An algorithm is now able to diagnose Alzheimer’s from a single brain scan, according to a UK study. The modeling can even diagnose individuals at an early stage of the disease, normally a difficult task.
“Currently no other simple and widely available methods can predict Alzheimer’s disease with this level of accuracy, so our research is an important step forward,” said lead researcher Prof. Eric Aboagye in a media release.
The June 20 study published in Nature found that a machine-learning MRI algorithm can predict whether a person has Alzheimer’s or not with 98 percent accuracy. The modeling can also differentiate between an early and late-staged Alzheimer’s patient with a fair accuracy of 79 percent.
The modeling could be achieved on a standard 1.5 Tesla machine, which is commonly found in most hospitals.
Currently, to diagnose someone with Alzheimer’s, many tests must be taken, including MRI or CT, cognitive tests, blood tests, as well as tests to look for biomarkers or hallmarks of the disease.
However, all of the tests have limited accuracy by themselves, and need additional tests to support them. A 2017 study on biomarker data determined it had an accuracy of 77 percent for Alzheimer’s diagnosis, whilst a 2021 study found MRI could miss up to 20 percent of cases and may falsely predict at least 50 percent of cases for early diagnosis.
“Many patients who present with Alzheimer’s at memory clinics do also have other neurological conditions, but even within this group our system could pick out those patients who had Alzheimer’s from those who did not,” said Aboagye.
The modeling was made by adapting an algorithm used in classifying cancer tumors. The researchers divided the brain into 115 regions and allocated 660 different features such as size, shape, and texture. It is then trained to identify these features to accurately predict the presence of Alzheimer’s disease.

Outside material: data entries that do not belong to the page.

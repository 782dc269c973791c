use anyhow::Context;
use sqlx::PgExecutor;

use super::repo_types::{Media, NewMedia};

pub async fn insert_media<'e, E: PgExecutor<'e>>(
    db: E,
    new: &NewMedia<'_>,
) -> anyhow::Result<Media> {
    let media = sqlx::query_as::<_, Media>(
        r#"
        INSERT INTO media (id, uploaded_by, object_key, file_name, content_type, size_bytes)
        VALUES ($1, $2, $3, $4, $5, $6)
        RETURNING id, uploaded_by, object_key, file_name, content_type, size_bytes,
                  is_public, created_at
        "#,
    )
    .bind(new.id)
    .bind(new.uploaded_by)
    .bind(new.object_key)
    .bind(new.file_name)
    .bind(new.content_type)
    .bind(new.size_bytes)
    .fetch_one(db)
    .await
    .context("insert media")?;
    Ok(media)
}

pub async fn find_media<'e, E: PgExecutor<'e>>(db: E, id: &str) -> anyhow::Result<Option<Media>> {
    let media = sqlx::query_as::<_, Media>(
        r#"
        SELECT id, uploaded_by, object_key, file_name, content_type, size_bytes,
               is_public, created_at
          FROM media
         WHERE id = $1
        "#,
    )
    .bind(id)
    .fetch_optional(db)
    .await
    .context("find media")?;
    Ok(media)
}

/// Newest first.
pub async fn list_media<'e, E: PgExecutor<'e>>(
    db: E,
    limit: i64,
    offset: i64,
) -> anyhow::Result<Vec<Media>> {
    let items = sqlx::query_as::<_, Media>(
        r#"
        SELECT id, uploaded_by, object_key, file_name, content_type, size_bytes,
               is_public, created_at
          FROM media
         ORDER BY created_at DESC, id DESC
         LIMIT $1 OFFSET $2
        "#,
    )
    .bind(limit)
    .bind(offset)
    .fetch_all(db)
    .await
    .context("list media")?;
    Ok(items)
}

pub async fn count_media<'e, E: PgExecutor<'e>>(db: E) -> anyhow::Result<i64> {
    let total: i64 = sqlx::query_scalar("SELECT COUNT(*) FROM media")
        .fetch_one(db)
        .await
        .context("count media")?;
    Ok(total)
}

pub async fn set_visibility<'e, E: PgExecutor<'e>>(
    db: E,
    id: &str,
    is_public: bool,
) -> anyhow::Result<Option<Media>> {
    let media = sqlx::query_as::<_, Media>(
        r#"
        UPDATE media SET is_public = $2
         WHERE id = $1
        RETURNING id, uploaded_by, object_key, file_name, content_type, size_bytes,
                  is_public, created_at
        "#,
    )
    .bind(id)
    .bind(is_public)
    .fetch_optional(db)
    .await
    .context("set media visibility")?;
    Ok(media)
}

pub async fn delete_media<'e, E: PgExecutor<'e>>(db: E, id: &str) -> anyhow::Result<bool> {
    let res = sqlx::query("DELETE FROM media WHERE id = $1")
        .bind(id)
        .execute(db)
        .await
        .context("delete media")?;
    Ok(res.rows_affected() > 0)
}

The researchers found the algorithm identified features that were previously not associated with Alzheimer’s such as the cerebellum—the part of the brain that maintains balance posture—and the ventral diencephalon which is linked to the sensory and motor functions and sleep-wake cycles.
These findings also open up potential new areas for research into these areas and their links to Alzheimer’s disease.

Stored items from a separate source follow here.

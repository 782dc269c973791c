use anyhow::Context;
use sqlx::PgExecutor;

use crate::ids::new_id;
use crate::users::repo_types::{NewUser, Role, RoleWithCount, User, UserPatch, UserProfile};

// ---- Users ----

/// Find a user by email, soft-deleted ones included.
pub async fn find_by_email<'e, E: PgExecutor<'e>>(
    db: E,
    email: &str,
) -> anyhow::Result<Option<User>> {
    let user = sqlx::query_as::<_, User>(
        r#"
        SELECT id, email, password_hash, name, image, email_verified_at,
               created_at, updated_at, deleted_at
          FROM users
         WHERE email = $1
        "#,
    )
    .bind(email)
    .fetch_optional(db)
    .await
    .context("find user by email")?;
    Ok(user)
}

pub async fn find_by_id<'e, E: PgExecutor<'e>>(db: E, id: &str) -> anyhow::Result<Option<User>> {
    let user = sqlx::query_as::<_, User>(
        r#"
        SELECT id, email, password_hash, name, image, email_verified_at,
               created_at, updated_at, deleted_at
          FROM users
         WHERE id = $1
        "#,
    )
    .bind(id)
    .fetch_optional(db)
    .await
    .context("find user by id")?;
    Ok(user)
}

pub async fn insert_user<'e, E: PgExecutor<'e>>(db: E, new: &NewUser<'_>) -> anyhow::Result<User> {
    let user = sqlx::query_as::<_, User>(
        r#"
        INSERT INTO users (id, email, password_hash, name, image, email_verified_at)
        VALUES ($1, $2, $3, $4, $5, CASE WHEN $6 THEN now() END)
        RETURNING id, email, password_hash, name, image, email_verified_at,
                  created_at, updated_at, deleted_at
        "#,
    )
    .bind(new_id())
    .bind(new.email)
    .bind(new.password_hash)
    .bind(new.name)
    .bind(new.image)
    .bind(new.email_verified)
    .fetch_one(db)
    .await
    .context("insert user")?;
    Ok(user)
}

pub async fn update_user<'e, E: PgExecutor<'e>>(
    db: E,
    id: &str,
    patch: &UserPatch,
) -> anyhow::Result<Option<User>> {
    let user = sqlx::query_as::<_, User>(
        r#"
        UPDATE users
           SET email = COALESCE($2, email),
               name = COALESCE($3, name),
               image = COALESCE($4, image),
               updated_at = now()
         WHERE id = $1
        RETURNING id, email, password_hash, name, image, email_verified_at,
                  created_at, updated_at, deleted_at
        "#,
    )
    .bind(id)
    .bind(patch.email.as_deref())
    .bind(patch.name.as_deref())
    .bind(patch.image.as_deref())
    .fetch_optional(db)
    .await
    .context("update user")?;
    Ok(user)
}

pub async fn update_password<'e, E: PgExecutor<'e>>(
    db: E,
    id: &str,
    hash: &str,
) -> anyhow::Result<()> {
    sqlx::query("UPDATE users SET password_hash = $2, updated_at = now() WHERE id = $1")
        .bind(id)
        .bind(hash)
        .execute(db)
        .await
        .context("update password")?;
    Ok(())
}

pub async fn mark_email_verified<'e, E: PgExecutor<'e>>(db: E, id: &str) -> anyhow::Result<()> {
    sqlx::query(
        "UPDATE users SET email_verified_at = COALESCE(email_verified_at, now()) WHERE id = $1",
    )
    .bind(id)
    .execute(db)
    .await
    .context("mark email verified")?;
    Ok(())
}

/// Returns false when the user was missing or already deleted.
pub async fn soft_delete_user<'e, E: PgExecutor<'e>>(db: E, id: &str) -> anyhow::Result<bool> {
    let res = sqlx::query(
        r#"
        UPDATE users
           SET deleted_at = now(), updated_at = now()
         WHERE id = $1 AND deleted_at IS NULL
        "#,
    )
    .bind(id)
    .execute(db)
    .await
    .context("soft delete user")?;
    Ok(res.rows_affected() == 1)
}

pub async fn restore_user<'e, E: PgExecutor<'e>>(db: E, id: &str) -> anyhow::Result<bool> {
    let res = sqlx::query(
        r#"
        UPDATE users
           SET deleted_at = NULL, updated_at = now()
         WHERE id = $1 AND deleted_at IS NOT NULL
        "#,
    )
    .bind(id)
    .execute(db)
    .await
    .context("restore user")?;
    Ok(res.rows_affected() == 1)
}

pub struct UserFilter<'a> {
    pub query: Option<&'a str>,
    pub include_deleted: bool,
    pub limit: i64,
    pub offset: i64,
}

/// ILIKE pattern with `%`, `_` and `\` escaped.
pub fn like_pattern(raw: &str) -> String {
    let escaped = raw
        .replace('\\', "\\\\")
        .replace('%', "\\%")
        .replace('_', "\\_");
    format!("%{}%", escaped)
}

pub async fn list_users<'e, E: PgExecutor<'e>>(
    db: E,
    f: &UserFilter<'_>,
) -> anyhow::Result<Vec<User>> {
    let pattern = f.query.map(like_pattern);
    let rows = sqlx::query_as::<_, User>(
        r#"
        SELECT id, email, password_hash, name, image, email_verified_at,
               created_at, updated_at, deleted_at
          FROM users
         WHERE ($1::text IS NULL OR email ILIKE $1 OR name ILIKE $1)
           AND ($2 OR deleted_at IS NULL)
         ORDER BY id DESC
         LIMIT $3 OFFSET $4
        "#,
    )
    .bind(pattern)
    .bind(f.include_deleted)
    .bind(f.limit)
    .bind(f.offset)
    .fetch_all(db)
    .await
    .context("list users")?;
    Ok(rows)
}

pub async fn count_users<'e, E: PgExecutor<'e>>(db: E, f: &UserFilter<'_>) -> anyhow::Result<i64> {
    let pattern = f.query.map(like_pattern);
    let total = sqlx::query_scalar::<_, i64>(
        r#"
        SELECT count(*)
          FROM users
         WHERE ($1::text IS NULL OR email ILIKE $1 OR name ILIKE $1)
           AND ($2 OR deleted_at IS NULL)
        "#,
    )
    .bind(pattern)
    .bind(f.include_deleted)
    .fetch_one(db)
    .await
    .context("count users")?;
    Ok(total)
}

// ---- Profiles ----

pub async fn get_profile<'e, E: PgExecutor<'e>>(
    db: E,
    user_id: &str,
) -> anyhow::Result<Option<UserProfile>> {
    let profile = sqlx::query_as::<_, UserProfile>(
        "SELECT user_id, first_name, last_name FROM user_profiles WHERE user_id = $1",
    )
    .bind(user_id)
    .fetch_optional(db)
    .await
    .context("get profile")?;
    Ok(profile)
}

/// Creates the profile row if missing; provided names overwrite, `None` keeps.
pub async fn upsert_profile<'e, E: PgExecutor<'e>>(
    db: E,
    user_id: &str,
    first_name: Option<&str>,
    last_name: Option<&str>,
) -> anyhow::Result<()> {
    sqlx::query(
        r#"
        INSERT INTO user_profiles (id, user_id, first_name, last_name)
        VALUES ($1, $2, $3, $4)
        ON CONFLICT (user_id) DO UPDATE
           SET first_name = COALESCE(EXCLUDED.first_name, user_profiles.first_name),
               last_name = COALESCE(EXCLUDED.last_name, user_profiles.last_name),
               updated_at = now()
        "#,
    )
    .bind(new_id())
    .bind(user_id)
    .bind(first_name)
    .bind(last_name)
    .execute(db)
    .await
    .context("upsert profile")?;
    Ok(())
}

// ---- Roles ----

pub async fn list_roles<'e, E: PgExecutor<'e>>(db: E) -> anyhow::Result<Vec<RoleWithCount>> {
    let rows = sqlx::query_as::<_, RoleWithCount>(
        r#"
        SELECT r.id, r.name, r.created_at,
               count(u.id) AS member_count
          FROM roles r
          LEFT JOIN user_roles ur ON ur.role_id = r.id AND ur.deleted_at IS NULL
          LEFT JOIN users u ON u.id = ur.user_id AND u.deleted_at IS NULL
         GROUP BY r.id, r.name, r.created_at
         ORDER BY r.name
        "#,
    )
    .fetch_all(db)
    .await
    .context("list roles")?;
    Ok(rows)
}

pub async fn find_role_by_id<'e, E: PgExecutor<'e>>(
    db: E,
    id: &str,
) -> anyhow::Result<Option<Role>> {
    let role = sqlx::query_as::<_, Role>("SELECT id, name, created_at FROM roles WHERE id = $1")
        .bind(id)
        .fetch_optional(db)
        .await
        .context("find role by id")?;
    Ok(role)
}

pub async fn find_roles_by_names<'e, E: PgExecutor<'e>>(
    db: E,
    names: &[String],
) -> anyhow::Result<Vec<Role>> {
    let roles = sqlx::query_as::<_, Role>(
        "SELECT id, name, created_at FROM roles WHERE name = ANY($1) ORDER BY name",
    )
    .bind(names)
    .fetch_all(db)
    .await
    .context("find roles by names")?;
    Ok(roles)
}

pub async fn insert_role<'e, E: PgExecutor<'e>>(db: E, name: &str) -> anyhow::Result<Role> {
    let role = sqlx::query_as::<_, Role>(
        "INSERT INTO roles (id, name) VALUES ($1, $2) RETURNING id, name, created_at",
    )
    .bind(new_id())
    .bind(name)
    .fetch_one(db)
    .await
    .context("insert role")?;
    Ok(role)
}

/// Returns the role with that name, creating it when absent.
pub async fn ensure_role<'e, E: PgExecutor<'e>>(db: E, name: &str) -> anyhow::Result<Role> {
    let role = sqlx::query_as::<_, Role>(
        r#"
        INSERT INTO roles (id, name) VALUES ($1, $2)
        ON CONFLICT (name) DO UPDATE SET name = EXCLUDED.name
        RETURNING id, name, created_at
        "#,
    )
    .bind(new_id())
    .bind(name)
    .fetch_one(db)
    .await
    .with_context(|| format!("ensure role {}", name))?;
    Ok(role)
}

pub async fn rename_role<'e, E: PgExecutor<'e>>(
    db: E,
    id: &str,
    name: &str,
) -> anyhow::Result<Option<Role>> {
    let role = sqlx::query_as::<_, Role>(
        "UPDATE roles SET name = $2 WHERE id = $1 RETURNING id, name, created_at",
    )
    .bind(id)
    .bind(name)
    .fetch_optional(db)
    .await
    .context("rename role")?;
    Ok(role)
}

pub async fn delete_role<'e, E: PgExecutor<'e>>(db: E, id: &str) -> anyhow::Result<bool> {
    let res = sqlx::query("DELETE FROM roles WHERE id = $1")
        .bind(id)
        .execute(db)
        .await
        .context("delete role")?;
    Ok(res.rows_affected() == 1)
}

pub async fn count_active_members<'e, E: PgExecutor<'e>>(
    db: E,
    role_id: &str,
) -> anyhow::Result<i64> {
    let n = sqlx::query_scalar::<_, i64>(
        r#"
        SELECT count(*)
          FROM user_roles ur
          JOIN users u ON u.id = ur.user_id
         WHERE ur.role_id = $1 AND ur.deleted_at IS NULL AND u.deleted_at IS NULL
        "#,
    )
    .bind(role_id)
    .fetch_one(db)
    .await
    .context("count role members")?;
    Ok(n)
}

// ---- User roles ----

pub async fn role_names_for_user<'e, E: PgExecutor<'e>>(
    db: E,
    user_id: &str,
) -> anyhow::Result<Vec<String>> {
    let names = sqlx::query_scalar::<_, String>(
        r#"
        SELECT r.name
          FROM user_roles ur
          JOIN roles r ON r.id = ur.role_id
         WHERE ur.user_id = $1 AND ur.deleted_at IS NULL
         ORDER BY r.name
        "#,
    )
    .bind(user_id)
    .fetch_all(db)
    .await
    .context("role names for user")?;
    Ok(names)
}

/// (user_id, role name) pairs for a page of users.
pub async fn role_names_for_users<'e, E: PgExecutor<'e>>(
    db: E,
    user_ids: &[String],
) -> anyhow::Result<Vec<(String, String)>> {
    let rows = sqlx::query_as::<_, (String, String)>(
        r#"
        SELECT ur.user_id, r.name
          FROM user_roles ur
          JOIN roles r ON r.id = ur.role_id
         WHERE ur.user_id = ANY($1) AND ur.deleted_at IS NULL
         ORDER BY r.name
        "#,
    )
    .bind(user_ids)
    .fetch_all(db)
    .await
    .context("role names for users")?;
    Ok(rows)
}

pub async fn assign_role<'e, E: PgExecutor<'e>>(
    db: E,
    user_id: &str,
    role_id: &str,
) -> anyhow::Result<()> {
    sqlx::query(
        r#"
        INSERT INTO user_roles (id, user_id, role_id)
        VALUES ($1, $2, $3)
        ON CONFLICT (user_id, role_id) WHERE deleted_at IS NULL DO NOTHING
        "#,
    )
    .bind(new_id())
    .bind(user_id)
    .bind(role_id)
    .execute(db)
    .await
    .context("assign role")?;
    Ok(())
}

/// Soft-deletes every active link of the user whose role is not in `keep`.
pub async fn revoke_roles_except<'e, E: PgExecutor<'e>>(
    db: E,
    user_id: &str,
    keep: &[String],
) -> anyhow::Result<u64> {
    let res = sqlx::query(
        r#"
        UPDATE user_roles
           SET deleted_at = now()
         WHERE user_id = $1 AND deleted_at IS NULL AND NOT (role_id = ANY($2))
        "#,
    )
    .bind(user_id)
    .bind(keep)
    .execute(db)
    .await
    .context("revoke roles")?;
    Ok(res.rows_affected())
}

// ---- OAuth accounts ----

pub async fn find_account_user_id<'e, E: PgExecutor<'e>>(
    db: E,
    provider: &str,
    provider_account_id: &str,
) -> anyhow::Result<Option<String>> {
    let id = sqlx::query_scalar::<_, String>(
        "SELECT user_id FROM accounts WHERE provider = $1 AND provider_account_id = $2",
    )
    .bind(provider)
    .bind(provider_account_id)
    .fetch_optional(db)
    .await
    .context("find account")?;
    Ok(id)
}

pub async fn link_account<'e, E: PgExecutor<'e>>(
    db: E,
    user_id: &str,
    provider: &str,
    provider_account_id: &str,
) -> anyhow::Result<()> {
    sqlx::query(
        r#"
        INSERT INTO accounts (id, user_id, provider, provider_account_id)
        VALUES ($1, $2, $3, $4)
        ON CONFLICT (provider, provider_account_id) DO NOTHING
        "#,
    )
    .bind(new_id())
    .bind(user_id)
    .bind(provider)
    .bind(provider_account_id)
    .execute(db)
    .await
    .context("link account")?;
    Ok(())
}

/// True when the error chain holds a Postgres unique violation (23505).
pub fn is_unique_violation(err: &anyhow::Error) -> bool {
    err.chain().any(|cause| {
        cause
            .downcast_ref::<sqlx::Error>()
            .and_then(|e| e.as_database_error())
            .and_then(|d| d.code())
            .map(|code| code == "23505")
            .unwrap_or(false)
    })
}

#[cfg(test)]
mod tests {
    use super::*;

    #[test]
    fn like_pattern_escapes_wildcards() {
        assert_eq!(like_pattern("ann"), "%ann%");
        assert_eq!(like_pattern("50%_off"), "%50\\%\\_off%");
        assert_eq!(like_pattern("a\\b"), "%a\\\\b%");
    }

    #[test]
    fn plain_errors_are_not_unique_violations() {
        let err = anyhow::anyhow!("boom").context("insert user");
        assert!(!is_unique_violation(&err));
        let err = anyhow::Error::new(sqlx::Error::RowNotFound).context("insert user");
        assert!(!is_unique_violation(&err));
    }
}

Since different features are present at different stages, and some people affected by Alzheimer’s may also have other diseases such as Parkinson’s, frontotemporal dementia, and so on; therefore the algorithm goes through two rounds using two different sets of criteria.
The two sets of criteria are called Alzheimer’s Predictive Vector 1 (ApV1) and Alzheimer’s Predictive Vector 2 (ApV2).
ApV1 is used in the first round to identify Alzheimer’s patients from those that are not affected. The algorithm examines 20 features across 14 regions across the brain out of 656 features. It also integrates cognitive scores and the presence of 19 Alzheimer’s disease hallmarks among 12 regions.
If an individual is identified with Alzheimer’s, they will then be scanned by the ApV2 algorithm which separates patients into early and late-stage disease. The ApV2 draws out 8 features and integrates cognitive scores with the presence of 19 Alzheimer’s disease hallmarks.
Consultant neurologist Dr. Paresh Malhotra said that this new algorithm can help to identify features that are not visible, even to specialists.
“Using an algorithm able to select texture and subtle structural features in the brain that are affected by Alzheimer’s could really enhance the information we can gain from standard imaging techniques,” he said in the media release.